This is a bit of a puzzle because Chinese Canadians are not generally lumped in with other “equity seeking” groups and there is a general assumption that the community is doing just fine on most economic and social indicators.  I think the answer to this puzzle lies in the community itself as well as outside of it. Many Chinese immigrant families prioritize diligence and keeping their heads down rather than seeking to challenge the establishment and assuming leadership roles. A common saying among Chinese families is “we are guests in this country”, which is a sentiment of humility and respect, but also one that was cultivated by a history of discrimination and exclusion. 

Chinese Canadians are no longer guests in this country — regardless of when they arrived.  They should neither think of themselves as guests nor be treated as such. No one has the right to tell us to go back to the country we came from, not even the former chief of staff to a Prime Minister who said that to me because he did not like my views.   

Which brings me to the third part of the inquiry: 75 years after the repeal of the Exclusion Act, there are still forms of exclusion in Canadian society. We know that to be true for indigenous and racialized peoples across the country.  In matters of systemic discrimination, allyship among indigenous and visible minority groups is vital, even if the histories and needs of different communities are not the same. 

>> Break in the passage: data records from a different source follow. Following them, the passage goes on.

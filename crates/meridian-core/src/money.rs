//! # Money Module
//!
//! Provides the `Money` type for handling monetary values safely.
//!
//! ## Why Integer Money?
//! ```text
//! ┌─────────────────────────────────────────────────────────────────────────┐
//! │  THE FLOATING POINT PROBLEM                                             │
//! │                                                                         │
//! │  In floating point:                                                     │
//! │    0.1 + 0.2 = 0.30000000000000004  ❌ WRONG!                           │
//! │                                                                         │
//! │  Repeated decimal multiplication across many reversal lines drifts:    │
//! │    the sum of the parts stops equalling the whole.                     │
//! │                                                                         │
//! │  OUR SOLUTION: Integer Cents                                            │
//! │    Decimal input is rounded to cents ONCE at the boundary; every       │
//! │    allocation after that is exact integer math, so                     │
//! │    "sum of reversal lines == reversal total" is provable.              │
//! │                                                                         │
//! └─────────────────────────────────────────────────────────────────────────┘
//! ```
//!
//! ## Usage
//! ```rust
//! use meridian_core::money::Money;
//! use meridian_core::quantity::Quantity;
//!
//! // Create from cents (preferred)
//! let price = Money::from_cents(200); // $2.00
//!
//! // Line total for 4.00 units
//! let line = price.line_total(Quantity::from_units(4));
//! assert_eq!(line.cents(), 800);
//!
//! // Proportional share: 8.00 out of a 20.00 sale with a 1.00 discount
//! let share = line.pro_rata(Money::from_cents(100), Money::from_cents(2000));
//! assert_eq!(share.cents(), 40);
//! ```

use serde::{Deserialize, Serialize};
use std::fmt;
use std::ops::{Add, AddAssign, Neg, Sub, SubAssign};

use crate::quantity::Quantity;

// =============================================================================
// Money Type
// =============================================================================

/// Represents a monetary value in the smallest currency unit (cents).
///
/// ## Design Decisions
/// - **i64 (signed)**: reversal sales carry negative subtotal/discount/total
/// - **Single field tuple struct**: zero-cost abstraction over i64
/// - **Derives**: full serde support for JSON serialization
#[derive(Debug, Clone, Copy, PartialEq, Eq, PartialOrd, Ord, Hash, Serialize, Deserialize)]
pub struct Money(i64);

impl Money {
    /// Creates a Money value from cents (the smallest currency unit).
    ///
    /// ## Example
    /// ```rust
    /// use meridian_core::money::Money;
    ///
    /// let price = Money::from_cents(1099); // Represents $10.99
    /// assert_eq!(price.cents(), 1099);
    /// ```
    #[inline]
    pub const fn from_cents(cents: i64) -> Self {
        Money(cents)
    }

    /// Converts a decimal amount (e.g. `12.345`) to Money, rounding to the
    /// nearest cent, half away from zero.
    ///
    /// This is the ONLY place a float touches money: the request boundary.
    /// Every computation after this point is integer math.
    ///
    /// ## Example
    /// ```rust
    /// use meridian_core::money::Money;
    ///
    /// assert_eq!(Money::from_decimal(12.345).cents(), 1235);
    /// assert_eq!(Money::from_decimal(-5.505).cents(), -551);
    /// ```
    pub fn from_decimal(amount: f64) -> Self {
        Money((amount * 100.0).round() as i64)
    }

    /// Converts back to a decimal amount for the response boundary.
    #[inline]
    pub fn to_decimal(&self) -> f64 {
        self.0 as f64 / 100.0
    }

    /// Returns the value in cents (smallest currency unit).
    #[inline]
    pub const fn cents(&self) -> i64 {
        self.0
    }

    /// Returns zero money value.
    #[inline]
    pub const fn zero() -> Self {
        Money(0)
    }

    /// Checks if the value is zero.
    #[inline]
    pub const fn is_zero(&self) -> bool {
        self.0 == 0
    }

    /// Checks if the value is positive (greater than zero).
    #[inline]
    pub const fn is_positive(&self) -> bool {
        self.0 > 0
    }

    /// Checks if the value is negative (less than zero).
    #[inline]
    pub const fn is_negative(&self) -> bool {
        self.0 < 0
    }

    /// Returns the absolute value.
    #[inline]
    pub const fn abs(&self) -> Self {
        Money(self.0.abs())
    }

    /// Line total: unit price × fixed-point quantity, rounded to cents.
    ///
    /// ## Why Rounding Here
    /// A quantity of 2.50 units at $1.99 is 497.5 exact cents; the ledger
    /// stores whole cents, so the product is rounded half away from zero.
    /// Whole-unit quantities never round.
    ///
    /// ## Example
    /// ```rust
    /// use meridian_core::money::Money;
    /// use meridian_core::quantity::Quantity;
    ///
    /// let price = Money::from_cents(199);
    /// assert_eq!(price.line_total(Quantity::from_hundredths(250)).cents(), 498);
    /// assert_eq!(price.line_total(Quantity::from_units(3)).cents(), 597);
    /// ```
    pub fn line_total(&self, quantity: Quantity) -> Money {
        // i128 prevents overflow on large amounts
        Money(div_round(self.0 as i128 * quantity.hundredths() as i128, 100))
    }

    /// Proportional share: `round(self × part / whole)`.
    ///
    /// Used to split an aggregate discount across reversal lines in
    /// proportion to the value being reversed. Returns zero when `whole`
    /// is zero.
    ///
    /// ## Example
    /// ```rust
    /// use meridian_core::money::Money;
    ///
    /// // 8.00 of a 20.00 subtotal with a 1.00 discount → 0.40
    /// let line = Money::from_cents(800);
    /// let share = line.pro_rata(Money::from_cents(100), Money::from_cents(2000));
    /// assert_eq!(share.cents(), 40);
    /// ```
    pub fn pro_rata(&self, part: Money, whole: Money) -> Money {
        if whole.is_zero() {
            return Money::zero();
        }
        Money(div_round(self.0 as i128 * part.0 as i128, whole.0 as i128))
    }
}

/// Integer division rounded half away from zero.
///
/// The usual `(x + d/2) / d` shortcut only rounds correctly for
/// non-negative numerators; reversal aggregates are signed, so the sign
/// is handled symmetrically.
fn div_round(numerator: i128, denominator: i128) -> i64 {
    let sign = if (numerator < 0) != (denominator < 0) {
        -1
    } else {
        1
    };
    let n = numerator.abs();
    let d = denominator.abs();
    (sign * ((n + d / 2) / d)) as i64
}

// =============================================================================
// Trait Implementations
// =============================================================================

/// Display implementation shows money in a human-readable format.
///
/// ## Note
/// This is for debugging and logs. Callers format for actual display
/// to handle localization properly.
impl fmt::Display for Money {
    fn fmt(&self, f: &mut fmt::Formatter<'_>) -> fmt::Result {
        let sign = if self.0 < 0 { "-" } else { "" };
        write!(f, "{}{}.{:02}", sign, (self.0 / 100).abs(), (self.0 % 100).abs())
    }
}

/// Default money is zero.
impl Default for Money {
    fn default() -> Self {
        Money::zero()
    }
}

impl Add for Money {
    type Output = Self;

    #[inline]
    fn add(self, other: Self) -> Self {
        Money(self.0 + other.0)
    }
}

impl AddAssign for Money {
    #[inline]
    fn add_assign(&mut self, other: Self) {
        self.0 += other.0;
    }
}

impl Sub for Money {
    type Output = Self;

    #[inline]
    fn sub(self, other: Self) -> Self {
        Money(self.0 - other.0)
    }
}

impl SubAssign for Money {
    #[inline]
    fn sub_assign(&mut self, other: Self) {
        self.0 -= other.0;
    }
}

/// Negation: a reversal undoes value, so every aggregate is the negated
/// sum of its per-line parts.
impl Neg for Money {
    type Output = Self;

    #[inline]
    fn neg(self) -> Self {
        Money(-self.0)
    }
}

// =============================================================================
// Unit Tests
// =============================================================================

#[cfg(test)]
mod tests {
    use super::*;

    #[test]
    fn test_from_cents() {
        let money = Money::from_cents(1099);
        assert_eq!(money.cents(), 1099);
    }

    #[test]
    fn test_from_decimal_rounds_to_nearest_cent() {
        assert_eq!(Money::from_decimal(12.34).cents(), 1234);
        assert_eq!(Money::from_decimal(12.345).cents(), 1235);
        assert_eq!(Money::from_decimal(12.344).cents(), 1234);
        assert_eq!(Money::from_decimal(0.0).cents(), 0);
        assert_eq!(Money::from_decimal(-5.505).cents(), -551);
    }

    #[test]
    fn test_decimal_round_trip() {
        let money = Money::from_cents(760);
        assert!((money.to_decimal() - 7.60).abs() < f64::EPSILON);
        assert_eq!(Money::from_decimal(money.to_decimal()), money);
    }

    #[test]
    fn test_display() {
        assert_eq!(format!("{}", Money::from_cents(1099)), "10.99");
        assert_eq!(format!("{}", Money::from_cents(500)), "5.00");
        assert_eq!(format!("{}", Money::from_cents(-760)), "-7.60");
        assert_eq!(format!("{}", Money::from_cents(0)), "0.00");
    }

    #[test]
    fn test_arithmetic() {
        let a = Money::from_cents(1000);
        let b = Money::from_cents(500);

        assert_eq!((a + b).cents(), 1500);
        assert_eq!((a - b).cents(), 500);
        assert_eq!((-a).cents(), -1000);
    }

    #[test]
    fn test_line_total_whole_units() {
        let price = Money::from_cents(200);
        assert_eq!(price.line_total(Quantity::from_units(4)).cents(), 800);
    }

    #[test]
    fn test_line_total_fractional_quantity_rounds() {
        // 2.50 × $1.99 = 497.5 cents → 498
        let price = Money::from_cents(199);
        assert_eq!(price.line_total(Quantity::from_hundredths(250)).cents(), 498);
        // 0.33 × $1.00 = 33 cents exactly
        let unit = Money::from_cents(100);
        assert_eq!(unit.line_total(Quantity::from_hundredths(33)).cents(), 33);
    }

    #[test]
    fn test_pro_rata_basic() {
        // 8.00 of a 20.00 subtotal with a 1.00 discount → 0.40
        let line = Money::from_cents(800);
        let share = line.pro_rata(Money::from_cents(100), Money::from_cents(2000));
        assert_eq!(share.cents(), 40);
    }

    #[test]
    fn test_pro_rata_rounds_half_away_from_zero() {
        // 1 cent of a 3-cent subtotal with a 1-cent discount: 0.333 → 0
        let share = Money::from_cents(1).pro_rata(Money::from_cents(1), Money::from_cents(3));
        assert_eq!(share.cents(), 0);
        // 0.5 exactly rounds away from zero
        let share = Money::from_cents(1).pro_rata(Money::from_cents(1), Money::from_cents(2));
        assert_eq!(share.cents(), 1);
    }

    #[test]
    fn test_pro_rata_zero_whole() {
        let share = Money::from_cents(800).pro_rata(Money::from_cents(100), Money::zero());
        assert_eq!(share.cents(), 0);
    }

    #[test]
    fn test_div_round_signs() {
        assert_eq!(div_round(5, 2), 3);
        assert_eq!(div_round(-5, 2), -3);
        assert_eq!(div_round(4, 2), 2);
        assert_eq!(div_round(-4, 2), -2);
        assert_eq!(div_round(7, 3), 2);
        assert_eq!(div_round(-7, 3), -2);
    }

    /// Splitting a discount across lines can drift from the ideal by at
    /// most one cent per line; the per-line shares still never exceed the
    /// whole. This documents the intentional per-line rounding.
    #[test]
    fn test_pro_rata_drift_bounded() {
        let subtotal = Money::from_cents(1000);
        let discount = Money::from_cents(99);
        let parts = [Money::from_cents(333), Money::from_cents(333), Money::from_cents(334)];

        let shares: i64 = parts
            .iter()
            .map(|p| p.pro_rata(discount, subtotal).cents())
            .sum();

        // Ideal is 99; independent rounding may drift by ±1 per line
        assert!((shares - 99).abs() <= parts.len() as i64);
    }
}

Chinese Canadians face at least three kinds of modern exclusion:

The first is old-fashioned racism not unlike the sort that led to the Chinese Exclusion Act 100 years ago. This is the impulse behind many of the unprovoked attacks on Asian Canadians in recent years. The number of unreconstructed racists is probably small, but they are aided and abetted by seemingly respectable folks who nevertheless feed racial animus by insinuating generalizations about Chinese people in Canada and the ills that they are alleged to have brought to society—for example money laundering, unaffordable housing, and the epidemic of opioid deaths. 

The second form of exclusion is a function of long-held stereotypes about Chinese Canadians and what they are good for. Yes, the Chinese are super at math and engineering, they make great doctors and lawyers, are amazing musicians and generally good citizens. But are they suitable for leadership positions? I have already said that this is a problem that Chinese Canadians must confront in terms of their self-perception and personal aspirations, but it is also an issue for our establishment institutions to reflect on.

The third exclusion is the most insidious because it is an exclusion that seeks to divide the Chinese community into those who are acceptable and those who are not. An acceptable Chinese Canadian is one who conforms to a certain view of the world, disavows affiliations with individuals and groups that are blackballed for political reasons, and publicly voices opposition to what has been deemed as the all-encompassing menace that is the People’s Republic of China.  Not conforming to these cannons is seen as suspicious at best, or more ominously, as a litmus test of disloyalty and malfeasance against Canada.  This is the kind of exclusion that celebrates Chinese Canadians if they vote the “right” way in an election but who are deemed to have been swayed by sinister forces if they didn’t. It is the kind of exclusion that questions the motives of Chinese community groups who bought Personal Protective Equipment (PPE) in large quantities to send to China during the early days of COVID and then questions them again when they brought large quantities of PPE from China to distribute in Canada when we were experiencing a spike in infections. It is the kind of exclusion that assumes every workplace infraction in the technology sector is an instance of espionage. That frames collaborations between Canadian and Chinese scientists as intrinsically suspect, and that calls on Chinese Canadian researchers to turn their backs on longstanding partnerships in the mainland.

Each of these exclusions has a justification that one can be sympathetic to, but the sum of these attitudes and actions is stigmatization, demoralization, and alienation — just like the Chinese Exclusion Act of 100 years ago.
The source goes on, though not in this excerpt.